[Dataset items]
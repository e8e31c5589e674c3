//! Body Mass Index computation and the clinical 4-way partition.

use obesiq_common::{ObesiqError, Result};
use serde::{Deserialize, Serialize};

/// BMI = weight(kg) / height(m)².
///
/// A non-positive height makes the quotient undefined and is rejected as a
/// domain error rather than silently returning 0 or infinity.
pub fn bmi(weight_kg: f64, height_m: f64) -> Result<f64> {
    if height_m <= 0.0 {
        return Err(ObesiqError::Domain(format!(
            "invalid height: {height_m} m"
        )));
    }
    Ok(weight_kg / (height_m * height_m))
}

/// Clinical BMI bucket. Partition is total: no gaps, no overlaps.
#[derive(Debug, Clone, Copy, PartialEq, Eq, Serialize, Deserialize)]
pub enum BmiCategory {
    Underweight,
    Normal,
    Overweight,
    Obese,
}

impl BmiCategory {
    /// <18.5 → Underweight, [18.5, 25) → Normal, [25, 30) → Overweight,
    /// ≥30 → Obese.
    pub fn classify(bmi: f64) -> Self {
        if bmi < 18.5 {
            BmiCategory::Underweight
        } else if bmi < 25.0 {
            BmiCategory::Normal
        } else if bmi < 30.0 {
            BmiCategory::Overweight
        } else {
            BmiCategory::Obese
        }
    }

    pub fn label(&self) -> &'static str {
        match self {
            BmiCategory::Underweight => "Underweight",
            BmiCategory::Normal => "Normal weight",
            BmiCategory::Overweight => "Overweight",
            BmiCategory::Obese => "Obesity",
        }
    }
}

#[cfg(test)]
mod tests {
    use super::*;

    #[test]
    fn test_bmi_normal_example() {
        // 1.70 m / 70 kg → 24.22, Normal weight
        let value = bmi(70.0, 1.70).unwrap();
        assert!((value - 24.22).abs() < 0.01);
        assert_eq!(BmiCategory::classify(value), BmiCategory::Normal);
    }

    #[test]
    fn test_bmi_obese_example() {
        // 1.70 m / 90 kg → 31.14, Obesity
        let value = bmi(90.0, 1.70).unwrap();
        assert!((value - 31.14).abs() < 0.01);
        assert_eq!(BmiCategory::classify(value), BmiCategory::Obese);
    }

    #[test]
    fn test_zero_height_is_domain_error() {
        let err = bmi(70.0, 0.0).unwrap_err();
        assert!(matches!(err, ObesiqError::Domain(_)));
    }

    #[test]
    fn test_negative_height_is_domain_error() {
        assert!(bmi(70.0, -1.7).is_err());
    }

    #[test]
    fn test_partition_boundaries() {
        assert_eq!(BmiCategory::classify(18.499), BmiCategory::Underweight);
        assert_eq!(BmiCategory::classify(18.5), BmiCategory::Normal);
        assert_eq!(BmiCategory::classify(24.999), BmiCategory::Normal);
        assert_eq!(BmiCategory::classify(25.0), BmiCategory::Overweight);
        assert_eq!(BmiCategory::classify(29.999), BmiCategory::Overweight);
        assert_eq!(BmiCategory::classify(30.0), BmiCategory::Obese);
    }
}
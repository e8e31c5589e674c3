//! Shared application state for the web server.

use std::path::PathBuf;
use std::sync::Arc;

use obesiq_common::{ObesiqError, Result};
use obesiq_config::Config;
use obesiq_model::{Classifier, MlpClassifier, MockClassifier};
use tokio::sync::RwLock;
use tracing::warn;

/// Shared state injected into every handler.
///
/// The classifier slot starts empty and is filled on first use; a failed
/// artifact load stays fatal only to the request that hit it, and a later
/// request retries the load.
pub struct AppState {
    pub config: Config,
    classifier: RwLock<Option<Arc<dyn Classifier>>>,
}

impl AppState {
    pub fn new(config: Config) -> Self {
        Self {
            config,
            classifier: RwLock::new(None),
        }
    }

    /// Build state with a pre-loaded classifier. Used by tests and by
    /// callers that manage artifact loading themselves.
    pub fn with_classifier(config: Config, classifier: Arc<dyn Classifier>) -> Self {
        Self {
            config,
            classifier: RwLock::new(Some(classifier)),
        }
    }

    /// Get the classifier, loading the artifact on first use.
    pub async fn classifier(&self) -> Result<Arc<dyn Classifier>> {
        if let Some(loaded) = self.classifier.read().await.as_ref() {
            return Ok(Arc::clone(loaded));
        }

        let mut slot = self.classifier.write().await;
        // Another request may have won the race while we waited.
        if let Some(loaded) = slot.as_ref() {
            return Ok(Arc::clone(loaded));
        }

        let model = &self.config.model;
        // Artifact loading mmaps weights from disk; keep it off the
        // async workers even while the write guard is held.
        let manifest = PathBuf::from(&model.manifest_path);
        let weights = PathBuf::from(&model.weights_path);
        let use_gpu = model.use_gpu;
        let loaded =
            tokio::task::spawn_blocking(move || MlpClassifier::load(&manifest, &weights, use_gpu))
                .await
                .map_err(|err| ObesiqError::Other(anyhow::anyhow!(err)))?;
        match loaded {
            Ok(classifier) => {
                let classifier: Arc<dyn Classifier> = Arc::new(classifier);
                *slot = Some(Arc::clone(&classifier));
                Ok(classifier)
            }
            Err(err) if model.mock_fallback => {
                warn!(error = %err, "artifact load failed, falling back to mock classifier");
                let classifier: Arc<dyn Classifier> = Arc::new(MockClassifier::new());
                *slot = Some(Arc::clone(&classifier));
                Ok(classifier)
            }
            Err(err) => Err(err),
        }
    }

    pub async fn classifier_loaded(&self) -> bool {
        self.classifier.read().await.is_some()
    }
}

pub type SharedState = Arc<AppState>;

#[cfg(test)]
mod tests {
    use super::*;
    use obesiq_config::ModelConfig;

    #[tokio::test]
    async fn test_missing_artifact_without_fallback_is_an_error() {
        let config = Config {
            model: ModelConfig {
                manifest_path: "/nonexistent/classifier.json".to_string(),
                weights_path: "/nonexistent/classifier.safetensors".to_string(),
                ..ModelConfig::default()
            },
            ..Config::default()
        };
        let state = AppState::new(config);
        assert!(state.classifier().await.is_err());
        assert!(!state.classifier_loaded().await);
    }

    #[tokio::test]
    async fn test_mock_fallback_fills_the_slot() {
        let config = Config {
            model: ModelConfig {
                manifest_path: "/nonexistent/classifier.json".to_string(),
                weights_path: "/nonexistent/classifier.safetensors".to_string(),
                mock_fallback: true,
                ..ModelConfig::default()
            },
            ..Config::default()
        };
        let state = AppState::new(config);
        assert!(state.classifier().await.is_ok());
        assert!(state.classifier_loaded().await);
    }
}
//! obesiq-model — the classifier seam.
//!
//! The dashboard treats the predictive model as an opaque function from a
//! normalized feature record to an integer class index plus a probability
//! vector. The [`Classifier`] trait is that contract; implementations own
//! their categorical encoding and artifact format.

pub mod encode;
pub mod mlp;
pub mod mock;

use obesiq_common::Result;
use obesiq_core::FeatureRecord;
use serde::{Deserialize, Serialize};

pub use mlp::MlpClassifier;
pub use mock::MockClassifier;

/// The classifier's fixed output width.
pub const NUM_CLASSES: usize = 7;

/// One inference result: class index in [0, 6] and the per-class
/// probability vector (7 floats summing to 1).
#[derive(Debug, Clone, PartialEq, Serialize, Deserialize)]
pub struct Prediction {
    pub class_index: usize,
    pub probabilities: Vec<f32>,
}

impl Prediction {
    /// Probability mass at the predicted index.
    pub fn confidence(&self) -> f32 {
        self.probabilities
            .get(self.class_index)
            .copied()
            .unwrap_or(0.0)
    }
}

/// Contract every classifier backend implements.
///
/// Implementations are immutable after construction and safe to share
/// across request handlers without synchronization.
pub trait Classifier: Send + Sync {
    fn predict(&self, record: &FeatureRecord) -> Result<Prediction>;
}

#[cfg(test)]
mod tests {
    use super::*;

    #[test]
    fn test_confidence_reads_predicted_index() {
        let prediction = Prediction {
            class_index: 2,
            probabilities: vec![0.1, 0.1, 0.6, 0.1, 0.05, 0.03, 0.02],
        };
        assert!((prediction.confidence() - 0.6).abs() < 1e-6);
    }

    #[test]
    fn test_confidence_out_of_range_index_is_zero() {
        let prediction = Prediction {
            class_index: 9,
            probabilities: vec![1.0; NUM_CLASSES],
        };
        assert_eq!(prediction.confidence(), 0.0);
    }
}
use axum::http::StatusCode;
use axum::response::{IntoResponse, Response};
use axum::Json;
use thiserror::Error;

#[derive(Debug, Error)]
pub enum ObesiqError {
    /// Input outside its documented range (age, height, weight, ...).
    /// Detected before normalization or inference; never silently coerced.
    #[error("Validation error: {0}")]
    Validation(String),

    /// Degenerate input that makes a computation undefined (e.g. zero
    /// height under a BMI division).
    #[error("Domain error: {0}")]
    Domain(String),

    /// Classifier artifact missing or failed to load. Fatal to the request
    /// path, not to the process.
    #[error("Classifier unavailable: {0}")]
    ModelUnavailable(String),

    #[error("I/O error: {0}")]
    Io(#[from] std::io::Error),

    #[error("Serialization error: {0}")]
    Serialization(#[from] serde_json::Error),

    #[error("Configuration error: {0}")]
    Config(String),

    #[error(transparent)]
    Other(#[from] anyhow::Error),
}

pub type Result<T> = std::result::Result<T, ObesiqError>;

/// Error surface for JSON handlers. Wraps the taxonomy and renders a
/// status code plus a `{"error": ...}` body.
#[derive(Debug)]
pub struct ApiError(pub ObesiqError);

impl<E: Into<ObesiqError>> From<E> for ApiError {
    fn from(err: E) -> Self {
        ApiError(err.into())
    }
}

impl IntoResponse for ApiError {
    fn into_response(self) -> Response {
        let status = match &self.0 {
            ObesiqError::Validation(_) | ObesiqError::Domain(_) => StatusCode::UNPROCESSABLE_ENTITY,
            ObesiqError::ModelUnavailable(_) => StatusCode::SERVICE_UNAVAILABLE,
            _ => StatusCode::INTERNAL_SERVER_ERROR,
        };
        if status.is_server_error() {
            tracing::error!(error = %self.0, "request failed");
        }
        let body = Json(serde_json::json!({ "error": self.0.to_string() }));
        (status, body).into_response()
    }
}

#[cfg(test)]
mod tests {
    use super::*;

    #[test]
    fn test_validation_maps_to_422() {
        let resp = ApiError(ObesiqError::Validation("age out of range".into())).into_response();
        assert_eq!(resp.status(), StatusCode::UNPROCESSABLE_ENTITY);
    }

    #[test]
    fn test_model_unavailable_maps_to_503() {
        let resp = ApiError(ObesiqError::ModelUnavailable("no artifact".into())).into_response();
        assert_eq!(resp.status(), StatusCode::SERVICE_UNAVAILABLE);
    }
}
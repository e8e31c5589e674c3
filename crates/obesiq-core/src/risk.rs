//! Risk and protective factor identification.
//!
//! Same declarative shape as the advice rules: fixed-order tables of
//! independent predicates, each mapping to a distinct label, so no dedup
//! pass is needed. The BMI pair at the head of the risk list is the one
//! mutually exclusive check.

use obesiq_common::Result;
use serde::{Deserialize, Serialize};

use crate::bmi::bmi;
use crate::normalize::coerce_yes_no;
use crate::profile::{Frequency, UserProfile};

/// Factor labels for one assessment.
#[derive(Debug, Clone, PartialEq, Default, Serialize, Deserialize)]
pub struct RiskProfile {
    pub risk_factors: Vec<String>,
    pub protective_factors: Vec<String>,
}

struct FactorRule {
    label: &'static str,
    applies: fn(&UserProfile) -> bool,
}

const RISK_RULES: [FactorRule; 5] = [
    FactorRule {
        label: "Family history of obesity",
        applies: |p| coerce_yes_no(&p.family_history) == 1,
    },
    FactorRule {
        label: "Sedentary lifestyle",
        applies: |p| p.activity_freq < 1,
    },
    FactorRule {
        label: "Frequent snacking",
        applies: |p| p.snacking == Frequency::Always,
    },
    FactorRule {
        label: "Low vegetable consumption",
        applies: |p| p.vegetable_freq < 1,
    },
    FactorRule {
        label: "High stress level",
        applies: |p| p.stress > 2,
    },
];

const PROTECTIVE_RULES: [FactorRule; 6] = [
    FactorRule {
        label: "Regular physical activity",
        applies: |p| p.activity_freq >= 3,
    },
    FactorRule {
        label: "High vegetable consumption",
        applies: |p| p.vegetable_freq >= 3,
    },
    FactorRule {
        label: "Adequate hydration",
        applies: |p| p.water_intake >= 2,
    },
    FactorRule {
        label: "Calorie tracking",
        applies: |p| coerce_yes_no(&p.calorie_tracking) == 1,
    },
    FactorRule {
        label: "Non-smoker",
        applies: |p| coerce_yes_no(&p.smoker) == 0,
    },
    FactorRule {
        label: "Active transport",
        applies: |p| p.transport.is_active(),
    },
];

/// Identify the main risk factors.
///
/// The BMI check comes first and is the only mutually exclusive pair:
/// ≥30 contributes the high-BMI label, [25, 30) the overweight label,
/// below 25 nothing. A degenerate height is a domain error.
pub fn risk_factors(profile: &UserProfile) -> Result<Vec<String>> {
    let mut factors = Vec::new();

    let value = bmi(profile.weight_kg, profile.height_m)?;
    if value >= 30.0 {
        factors.push("High BMI (>=30)".to_string());
    } else if value >= 25.0 {
        factors.push("Overweight (BMI 25-30)".to_string());
    }

    for rule in &RISK_RULES {
        if (rule.applies)(profile) {
            factors.push(rule.label.to_string());
        }
    }

    tracing::debug!(bmi = format!("{value:.1}"), count = factors.len(), "risk factors identified");

    Ok(factors)
}

/// Identify protective factors. Pure over the profile; no BMI involved.
pub fn protective_factors(profile: &UserProfile) -> Vec<String> {
    PROTECTIVE_RULES
        .iter()
        .filter(|rule| (rule.applies)(profile))
        .map(|rule| rule.label.to_string())
        .collect()
}

/// Both factor lists for one assessment.
pub fn risk_profile(profile: &UserProfile) -> Result<RiskProfile> {
    Ok(RiskProfile {
        risk_factors: risk_factors(profile)?,
        protective_factors: protective_factors(profile),
    })
}

#[cfg(test)]
mod tests {
    use super::*;
    use crate::profile::Transport;

    #[test]
    fn test_high_bmi_is_flagged() {
        // 1.70 m / 90 kg → BMI 31.14
        let profile = UserProfile {
            weight_kg: 90.0,
            ..UserProfile::default()
        };
        let factors = risk_factors(&profile).unwrap();
        assert_eq!(factors[0], "High BMI (>=30)");
    }

    #[test]
    fn test_bmi_pair_is_mutually_exclusive() {
        // 1.70 m / 80 kg → BMI 27.7, overweight band only
        let profile = UserProfile {
            weight_kg: 80.0,
            ..UserProfile::default()
        };
        let factors = risk_factors(&profile).unwrap();
        assert!(factors.contains(&"Overweight (BMI 25-30)".to_string()));
        assert!(!factors.contains(&"High BMI (>=30)".to_string()));
    }

    #[test]
    fn test_normal_bmi_contributes_nothing() {
        let factors = risk_factors(&UserProfile::default()).unwrap();
        assert!(!factors.iter().any(|f| f.contains("BMI")));
    }

    #[test]
    fn test_zero_height_is_domain_error() {
        // Bypasses validation on purpose: risk computation must still
        // refuse to divide by zero.
        let profile = UserProfile {
            height_m: 0.0,
            ..UserProfile::default()
        };
        assert!(risk_factors(&profile).is_err());
        assert!(risk_profile(&profile).is_err());
    }

    #[test]
    fn test_snacking_always_is_a_risk_factor() {
        let profile = UserProfile {
            snacking: Frequency::Always,
            ..UserProfile::default()
        };
        let factors = risk_factors(&profile).unwrap();
        assert!(factors.contains(&"Frequent snacking".to_string()));
    }

    #[test]
    fn test_risk_factors_fixed_order() {
        let profile = UserProfile {
            weight_kg: 95.0,
            family_history: "Yes".to_string(),
            activity_freq: 0,
            snacking: Frequency::Always,
            vegetable_freq: 0,
            stress: 4,
            ..UserProfile::default()
        };
        let factors = risk_factors(&profile).unwrap();
        assert_eq!(
            factors,
            [
                "High BMI (>=30)",
                "Family history of obesity",
                "Sedentary lifestyle",
                "Frequent snacking",
                "Low vegetable consumption",
                "High stress level",
            ]
        );
    }

    #[test]
    fn test_all_protective_factors() {
        let profile = UserProfile {
            activity_freq: 4,
            vegetable_freq: 3,
            water_intake: 2,
            calorie_tracking: "Yes".to_string(),
            smoker: "No".to_string(),
            transport: Transport::Bicycle,
            ..UserProfile::default()
        };
        assert_eq!(
            protective_factors(&profile),
            [
                "Regular physical activity",
                "High vegetable consumption",
                "Adequate hydration",
                "Calorie tracking",
                "Non-smoker",
                "Active transport",
            ]
        );
    }

    #[test]
    fn test_smoker_is_not_protective() {
        let profile = UserProfile {
            smoker: "Yes".to_string(),
            ..UserProfile::default()
        };
        assert!(!protective_factors(&profile).contains(&"Non-smoker".to_string()));
    }
}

* [How to complete this task]:
Looking at the entries above, count the lines that hold the string "plus" and reply with the count alone.

* [Task output]:
2